Civil remedies for invasions of privacy have been gradually developing across Canada for a number of years. Many courts have suggested that new categories of privacy torts should be created as the societal need for them arises. In recent years, in response to the proliferation of “revenge porn disseminated online, courts have considered whether new legal remedies are appropriate to assist victims whose privacy interests are publicly violated. In 2016, the Ontario Superior Court of Justice in Jane Doe 464533 v. N.D.2016 ONSC 541 (CanLII) recognized, for the first time, the tort of public disclosure of private facts. Since then, subsequent courts across the country have provided further guidance on the nuances of the tort and what types of privacy infringements it is intended to redress.

1. A civil tort is necessary to close the gap in available legal remedies for victims

In Jane Doe 464533 v. N.D., the plaintiff’s ex-boyfriend posted an intimate video of her on a pornography website without her knowledge or consent. The video was available online for approximately three weeks before it was removed. The Court acknowledged that, given the ubiquity of the internet and social media, “private facts and private activities may be more and more rare.” Nevertheless, insofar as the private sharing of intimate details of people's lives remains an “essential activit[y] of human existence and day-to-day living,” the Court concluded that such private sharing is worthy of protection at law. The Court thought it important to recognize the tort of public disclosure of private facts because, without it, there would be “a gap in our system of remedies.”
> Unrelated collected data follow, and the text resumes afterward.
use chrono::NaiveTime;
use serde::{Deserialize, Serialize};
use thiserror::Error;

use shared_models::{AppError, AvailabilityWindow, DayOfWeek};

#[derive(Debug, Clone, Serialize, Deserialize)]
pub struct CreateAvailabilityRequest {
    pub day_of_week: DayOfWeek,
    pub start_time: NaiveTime,
    pub end_time: NaiveTime,
    pub active: Option<bool>,
}

#[derive(Debug, Clone, Default, Serialize, Deserialize)]
pub struct UpdateAvailabilityRequest {
    pub day_of_week: Option<DayOfWeek>,
    pub start_time: Option<NaiveTime>,
    pub end_time: Option<NaiveTime>,
    pub active: Option<bool>,
}

impl UpdateAvailabilityRequest {
    /// Apply the provided fields over an existing window
    pub fn merge_into(&self, current: &AvailabilityWindow) -> AvailabilityWindow {
        AvailabilityWindow {
            id: current.id,
            doctor_id: current.doctor_id,
            day_of_week: self.day_of_week.unwrap_or(current.day_of_week),
            start_time: self.start_time.unwrap_or(current.start_time),
            end_time: self.end_time.unwrap_or(current.end_time),
            active: self.active.unwrap_or(current.active),
        }
    }
}

#[derive(Debug, Clone, PartialEq, Error)]
pub enum AvailabilityError {
    #[error("Start time {start} must be before end time {end}")]
    InvalidTimeRange { start: NaiveTime, end: NaiveTime },

    #[error("Availability conflicts with {} existing window(s)", .conflicts.len())]
    SchedulingConflict { conflicts: Vec<AvailabilityWindow> },

    #[error("Doctor already has availability on {0}")]
    DayAlreadyCovered(DayOfWeek),

    #[error("Availability window {0} not found")]
    NotFound(i64),

    #[error("Database error: {0}")]
    Database(String),
}

impl From<AppError> for AvailabilityError {
    fn from(err: AppError) -> Self {
        AvailabilityError::Database(err.to_string())
    }
}
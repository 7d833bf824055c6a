//! # Three-Way Merge
//!
//! Reconciles a locally edited line against the store's current copy when a
//! save happens after someone else has written the same line.
//!
//! The line is flattened into JSON-pointer leaves (arrays count as one leaf,
//! as does the whole material block when the material kind differs between
//! copies) and each leaf is compared across the three copies:
//!
//! | remote vs base | local vs base | result                         |
//! |----------------|---------------|--------------------------------|
//! | unchanged      | any           | local                          |
//! | changed        | unchanged     | remote                         |
//! | changed        | changed, same | that value                     |
//! | changed        | changed, diff | conflict, resolved by policy   |
//!
//! A conflict goes to whichever side edited the field more recently when both
//! sides carry an edit time for it; otherwise local wins. Conflicts never
//! block the save; they're returned for display and logged.
//!
//! Bookkeeping (`id`, `revision`, `updated_at`, `edited_at`) and the derived
//! cache take no part in the comparison. The merged line carries the remote
//! revision so the following write is made against the latest copy, and its
//! derived fields must be recomputed by the caller.
//!
//! ## Example
//!
//! ```rust
//! use takeoff_core::line::{LineItem, LineStatus};
//! use takeoff_core::merge::smart_merge;
//!
//! let base = LineItem::new(1);
//! let mut local = base.clone();
//! local.rates.labor_rate = Some(55.0);
//! let mut remote = base.clone();
//! remote.status = LineStatus::Void;
//!
//! let outcome = smart_merge(&base, &local, &remote);
//! assert_eq!(outcome.merged.rates.labor_rate, Some(55.0));
//! assert_eq!(outcome.merged.status, LineStatus::Void);
//! assert!(outcome.conflicts.is_empty());
//! ```

use std::collections::{BTreeMap, BTreeSet};
//! # Persistence Port
//!
//! The engine never talks to storage directly; it goes through a
//! [`LineStore`]. The store is authoritative for `revision` (bumped on every
//! write) and `updated_at`, and it owns transport and retry. A failed write
//! comes back as a recoverable [`EstimateError::Persistence`] and is not
//! retried here.
//!
//! - [`MemoryStore`] - shared in-process store with push subscriptions
//! - [`ProjectFileStore`] - a locked, atomically saved `.tko` file
//!
//! [`EstimateError::Persistence`]: crate::errors::EstimateError::Persistence

pub mod memory;
#[cfg(not(target_arch = "wasm32"))]
pub mod file;

pub use memory::MemoryStore;
#[cfg(not(target_arch = "wasm32"))]
pub use file::ProjectFileStore;

use std::sync::mpsc::Receiver;

use uuid::Uuid;

use crate::collection::CollectionSnapshot;
use crate::errors::EstimateResult;
use crate::line::LineItem;

/// CRUD over the lines of one project, keyed by line id.
pub trait LineStore {
    /// All lines, in sequence order
    fn list(&self) -> EstimateResult<Vec<LineItem>>;

    /// Find a line by id
    fn fetch(&self, id: Uuid) -> EstimateResult<Option<LineItem>>;

    /// Store a new line; returns it as stored (revision 1)
    fn create(&self, line: &LineItem) -> EstimateResult<LineItem>;

    /// Overwrite an existing line; returns it as stored (revision bumped).
    ///
    /// `line.revision` must be the stored revision. A line written against
    /// an older copy is rejected with [`EstimateError::StaleRevision`] and
    /// nothing is changed.
    ///
    /// [`EstimateError::StaleRevision`]: crate::errors::EstimateError::StaleRevision
    fn update(&self, line: &LineItem) -> EstimateResult<LineItem>;

    /// Hard-delete a line
    fn delete(&self, id: Uuid) -> EstimateResult<()>;

    /// Push channel of whole-collection snapshots after every write made
    /// through another handle, when the backend supports one. A handle's own
    /// writes are not echoed back to it.
    fn subscribe(&self) -> Option<Receiver<CollectionSnapshot>> {
        None
    }
}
The default judgment in Jane Doe 464533 v. N.D. was later set aside. However, in 2018, the Court in Jane Doe 72511 v. N.M.2018 ONSC 6607 (CanLII), another revenge porn case, likewise emphasized that a cause of action for public disclosure of private facts “represents a constructive, incremental modification of existing law to address a challenge posed by new technology.” 

In E.S. v. Shillington2021 ABQB 739 (CanLII), the Court confirmed the existence of a right of action for public disclosure of private facts in Alberta, adding: “To do so recognizes these particular facts where a wrong exists for which there are no other adequate remedies.” In 2021, the Supreme Court of Nova Scotia similarly confirmed the existence of the tort in Nova Scotia in Racki v. Racki2021 NSSC 46 (CanLII).